Task to complete: Transcribe the records below exactly as written, from the opening line through the line that contains "pub const CANNED_REPLIES: [&str;".

[Stored data entries]
┄┄┄┄┄┄┄┄┄┄┄┄┄┄┄┄┄┄┄┄

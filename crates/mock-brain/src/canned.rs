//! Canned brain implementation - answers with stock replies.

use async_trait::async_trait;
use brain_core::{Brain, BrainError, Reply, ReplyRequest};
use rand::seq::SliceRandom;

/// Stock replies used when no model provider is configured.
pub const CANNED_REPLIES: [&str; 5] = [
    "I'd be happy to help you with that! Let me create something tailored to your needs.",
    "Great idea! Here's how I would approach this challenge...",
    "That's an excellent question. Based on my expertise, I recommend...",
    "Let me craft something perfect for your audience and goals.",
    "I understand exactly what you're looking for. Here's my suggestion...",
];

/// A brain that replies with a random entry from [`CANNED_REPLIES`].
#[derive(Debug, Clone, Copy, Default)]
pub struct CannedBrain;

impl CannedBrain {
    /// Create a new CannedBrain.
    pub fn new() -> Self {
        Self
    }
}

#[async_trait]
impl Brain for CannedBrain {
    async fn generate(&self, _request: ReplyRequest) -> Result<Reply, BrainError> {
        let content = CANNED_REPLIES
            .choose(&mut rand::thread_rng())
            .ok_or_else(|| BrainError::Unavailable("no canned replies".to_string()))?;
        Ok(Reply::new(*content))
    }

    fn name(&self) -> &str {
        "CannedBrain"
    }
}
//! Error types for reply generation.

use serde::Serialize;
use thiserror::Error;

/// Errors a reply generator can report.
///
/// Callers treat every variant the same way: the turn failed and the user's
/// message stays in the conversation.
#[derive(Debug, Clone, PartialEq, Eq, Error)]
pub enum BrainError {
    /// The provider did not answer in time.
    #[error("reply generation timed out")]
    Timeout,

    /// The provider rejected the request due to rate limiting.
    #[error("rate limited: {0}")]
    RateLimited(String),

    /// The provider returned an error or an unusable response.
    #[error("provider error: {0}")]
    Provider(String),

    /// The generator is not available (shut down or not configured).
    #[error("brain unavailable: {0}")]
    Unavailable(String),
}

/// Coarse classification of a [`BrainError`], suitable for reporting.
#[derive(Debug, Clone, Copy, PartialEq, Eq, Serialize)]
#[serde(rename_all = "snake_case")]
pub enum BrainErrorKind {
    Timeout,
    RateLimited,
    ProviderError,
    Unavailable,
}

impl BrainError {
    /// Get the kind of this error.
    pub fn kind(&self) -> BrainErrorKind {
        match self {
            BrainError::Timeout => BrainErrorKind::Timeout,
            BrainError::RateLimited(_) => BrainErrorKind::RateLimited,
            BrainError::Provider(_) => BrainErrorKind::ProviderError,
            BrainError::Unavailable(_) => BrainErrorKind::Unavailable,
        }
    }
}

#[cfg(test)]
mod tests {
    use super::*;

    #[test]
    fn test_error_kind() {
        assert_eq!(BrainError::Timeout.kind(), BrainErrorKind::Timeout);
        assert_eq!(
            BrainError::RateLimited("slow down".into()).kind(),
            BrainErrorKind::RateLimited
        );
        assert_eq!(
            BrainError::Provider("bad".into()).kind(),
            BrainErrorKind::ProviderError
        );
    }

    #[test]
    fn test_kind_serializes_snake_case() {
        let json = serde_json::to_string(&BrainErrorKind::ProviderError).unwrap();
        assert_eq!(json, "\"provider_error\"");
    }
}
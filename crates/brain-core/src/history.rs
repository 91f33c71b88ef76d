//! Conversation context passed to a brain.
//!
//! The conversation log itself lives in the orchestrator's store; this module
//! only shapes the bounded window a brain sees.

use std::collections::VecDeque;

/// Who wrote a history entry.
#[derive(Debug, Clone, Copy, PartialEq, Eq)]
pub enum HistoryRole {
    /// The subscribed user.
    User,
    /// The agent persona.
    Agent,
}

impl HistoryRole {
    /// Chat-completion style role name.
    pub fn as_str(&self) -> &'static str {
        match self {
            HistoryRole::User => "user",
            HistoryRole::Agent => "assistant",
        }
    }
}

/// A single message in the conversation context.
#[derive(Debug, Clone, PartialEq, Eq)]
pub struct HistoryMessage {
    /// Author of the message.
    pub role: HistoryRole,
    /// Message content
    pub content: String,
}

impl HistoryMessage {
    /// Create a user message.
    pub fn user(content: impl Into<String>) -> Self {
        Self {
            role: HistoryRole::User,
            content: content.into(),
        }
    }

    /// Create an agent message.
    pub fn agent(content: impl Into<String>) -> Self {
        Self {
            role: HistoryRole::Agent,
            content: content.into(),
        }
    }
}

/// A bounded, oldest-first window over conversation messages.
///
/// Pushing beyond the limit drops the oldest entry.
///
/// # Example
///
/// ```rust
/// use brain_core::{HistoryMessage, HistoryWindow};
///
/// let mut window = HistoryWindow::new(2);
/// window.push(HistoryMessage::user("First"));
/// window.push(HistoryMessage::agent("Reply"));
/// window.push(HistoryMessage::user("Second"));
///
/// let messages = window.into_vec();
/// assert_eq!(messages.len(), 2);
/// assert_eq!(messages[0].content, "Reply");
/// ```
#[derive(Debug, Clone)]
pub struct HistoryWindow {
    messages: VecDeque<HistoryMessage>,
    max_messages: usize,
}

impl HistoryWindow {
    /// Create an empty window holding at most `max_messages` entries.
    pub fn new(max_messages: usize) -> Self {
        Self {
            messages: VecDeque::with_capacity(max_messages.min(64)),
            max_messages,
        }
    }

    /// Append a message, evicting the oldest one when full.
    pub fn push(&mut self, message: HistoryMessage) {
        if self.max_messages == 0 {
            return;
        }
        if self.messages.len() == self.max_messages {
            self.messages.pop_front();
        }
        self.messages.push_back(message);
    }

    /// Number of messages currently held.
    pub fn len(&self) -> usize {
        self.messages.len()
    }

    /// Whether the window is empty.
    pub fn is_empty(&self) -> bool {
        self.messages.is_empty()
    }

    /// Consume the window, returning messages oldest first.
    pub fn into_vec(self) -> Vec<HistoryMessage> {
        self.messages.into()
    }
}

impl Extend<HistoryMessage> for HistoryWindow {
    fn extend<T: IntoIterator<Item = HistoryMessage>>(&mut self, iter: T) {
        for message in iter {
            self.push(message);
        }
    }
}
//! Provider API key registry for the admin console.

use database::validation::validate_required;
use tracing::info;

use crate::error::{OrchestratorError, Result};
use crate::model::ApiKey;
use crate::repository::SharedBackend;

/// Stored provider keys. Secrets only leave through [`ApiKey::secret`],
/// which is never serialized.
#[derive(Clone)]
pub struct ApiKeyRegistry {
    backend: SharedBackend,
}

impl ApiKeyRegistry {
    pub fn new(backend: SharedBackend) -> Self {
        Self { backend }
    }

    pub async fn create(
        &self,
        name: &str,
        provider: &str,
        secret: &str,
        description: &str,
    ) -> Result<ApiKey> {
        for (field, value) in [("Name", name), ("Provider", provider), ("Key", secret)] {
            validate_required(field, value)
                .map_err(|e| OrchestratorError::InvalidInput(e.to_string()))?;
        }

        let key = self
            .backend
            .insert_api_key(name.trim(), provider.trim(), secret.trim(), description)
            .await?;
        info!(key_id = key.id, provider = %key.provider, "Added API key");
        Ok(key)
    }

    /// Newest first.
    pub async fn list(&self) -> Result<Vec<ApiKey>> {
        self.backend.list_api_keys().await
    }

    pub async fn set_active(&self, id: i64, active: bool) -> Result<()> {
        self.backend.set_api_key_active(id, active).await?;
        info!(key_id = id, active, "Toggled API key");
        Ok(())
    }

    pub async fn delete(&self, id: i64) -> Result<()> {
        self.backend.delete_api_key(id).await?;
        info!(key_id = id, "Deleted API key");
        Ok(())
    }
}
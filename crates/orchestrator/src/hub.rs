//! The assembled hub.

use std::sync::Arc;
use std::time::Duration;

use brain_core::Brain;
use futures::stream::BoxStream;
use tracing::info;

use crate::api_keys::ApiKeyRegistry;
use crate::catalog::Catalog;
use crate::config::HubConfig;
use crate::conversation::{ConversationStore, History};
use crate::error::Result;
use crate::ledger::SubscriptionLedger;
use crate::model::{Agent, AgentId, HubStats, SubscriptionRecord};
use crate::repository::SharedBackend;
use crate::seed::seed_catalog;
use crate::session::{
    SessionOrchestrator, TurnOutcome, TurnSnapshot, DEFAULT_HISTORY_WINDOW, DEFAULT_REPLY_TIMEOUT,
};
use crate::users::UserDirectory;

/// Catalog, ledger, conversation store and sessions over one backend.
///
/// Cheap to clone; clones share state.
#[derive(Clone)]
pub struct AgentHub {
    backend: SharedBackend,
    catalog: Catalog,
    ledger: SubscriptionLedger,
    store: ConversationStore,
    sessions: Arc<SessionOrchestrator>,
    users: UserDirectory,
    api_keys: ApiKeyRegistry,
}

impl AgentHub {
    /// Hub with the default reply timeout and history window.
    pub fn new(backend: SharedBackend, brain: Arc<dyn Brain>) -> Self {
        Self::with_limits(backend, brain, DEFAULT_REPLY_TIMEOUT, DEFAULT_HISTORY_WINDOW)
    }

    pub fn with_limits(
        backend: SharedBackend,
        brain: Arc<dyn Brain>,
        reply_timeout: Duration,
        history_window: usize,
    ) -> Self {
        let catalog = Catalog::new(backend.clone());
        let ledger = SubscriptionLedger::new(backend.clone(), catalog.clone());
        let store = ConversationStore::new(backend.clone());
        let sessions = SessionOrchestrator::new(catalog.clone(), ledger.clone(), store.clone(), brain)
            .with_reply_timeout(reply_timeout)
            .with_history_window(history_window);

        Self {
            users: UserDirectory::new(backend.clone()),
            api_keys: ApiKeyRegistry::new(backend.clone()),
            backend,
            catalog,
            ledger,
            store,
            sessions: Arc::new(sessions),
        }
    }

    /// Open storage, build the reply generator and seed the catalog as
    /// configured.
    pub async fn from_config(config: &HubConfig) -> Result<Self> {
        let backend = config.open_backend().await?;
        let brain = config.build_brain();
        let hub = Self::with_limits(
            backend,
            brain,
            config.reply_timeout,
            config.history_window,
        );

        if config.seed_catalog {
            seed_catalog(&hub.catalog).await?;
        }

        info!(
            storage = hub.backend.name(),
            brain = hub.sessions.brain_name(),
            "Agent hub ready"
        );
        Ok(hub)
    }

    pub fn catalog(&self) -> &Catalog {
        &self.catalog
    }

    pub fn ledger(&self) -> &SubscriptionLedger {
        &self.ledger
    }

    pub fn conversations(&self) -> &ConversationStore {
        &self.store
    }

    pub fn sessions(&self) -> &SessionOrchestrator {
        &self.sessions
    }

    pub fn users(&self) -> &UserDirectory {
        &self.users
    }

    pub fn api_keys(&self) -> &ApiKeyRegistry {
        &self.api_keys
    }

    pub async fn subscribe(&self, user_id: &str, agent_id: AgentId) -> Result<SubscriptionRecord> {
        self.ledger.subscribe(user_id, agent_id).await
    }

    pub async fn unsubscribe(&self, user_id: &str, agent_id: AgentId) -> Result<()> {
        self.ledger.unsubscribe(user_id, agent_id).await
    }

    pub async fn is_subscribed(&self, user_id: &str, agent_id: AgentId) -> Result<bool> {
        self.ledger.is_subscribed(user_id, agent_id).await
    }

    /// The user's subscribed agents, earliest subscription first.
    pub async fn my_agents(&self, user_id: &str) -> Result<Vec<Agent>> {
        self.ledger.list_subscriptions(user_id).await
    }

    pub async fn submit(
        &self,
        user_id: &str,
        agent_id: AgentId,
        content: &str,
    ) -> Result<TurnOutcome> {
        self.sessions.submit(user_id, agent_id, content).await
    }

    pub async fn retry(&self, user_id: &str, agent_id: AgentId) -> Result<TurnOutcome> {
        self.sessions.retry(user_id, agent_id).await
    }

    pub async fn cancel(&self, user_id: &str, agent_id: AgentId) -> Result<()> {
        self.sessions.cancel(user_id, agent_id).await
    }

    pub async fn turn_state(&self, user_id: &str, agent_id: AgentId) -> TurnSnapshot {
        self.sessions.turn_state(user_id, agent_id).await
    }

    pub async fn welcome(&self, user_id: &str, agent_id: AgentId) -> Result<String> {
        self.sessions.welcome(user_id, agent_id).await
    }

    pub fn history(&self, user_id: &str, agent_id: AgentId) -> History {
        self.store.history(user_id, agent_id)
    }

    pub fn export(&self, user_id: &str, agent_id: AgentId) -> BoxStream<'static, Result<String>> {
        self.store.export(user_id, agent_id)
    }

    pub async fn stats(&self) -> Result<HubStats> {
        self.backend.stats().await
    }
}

┄┄┄┄┄┄┄┄┄┄┄┄┄┄┄┄┄┄┄┄

Result below:
filename crates/mock-brain/src/canned.rs
//! Canned brain implementation - answers with stock replies.

use async_trait::async_trait;
use brain_core::{Brain, BrainError, Reply, ReplyRequest};
use rand::seq::SliceRandom;

/// Stock replies used when no model provider is configured.
pub const CANNED_REPLIES: [&str; 5] = [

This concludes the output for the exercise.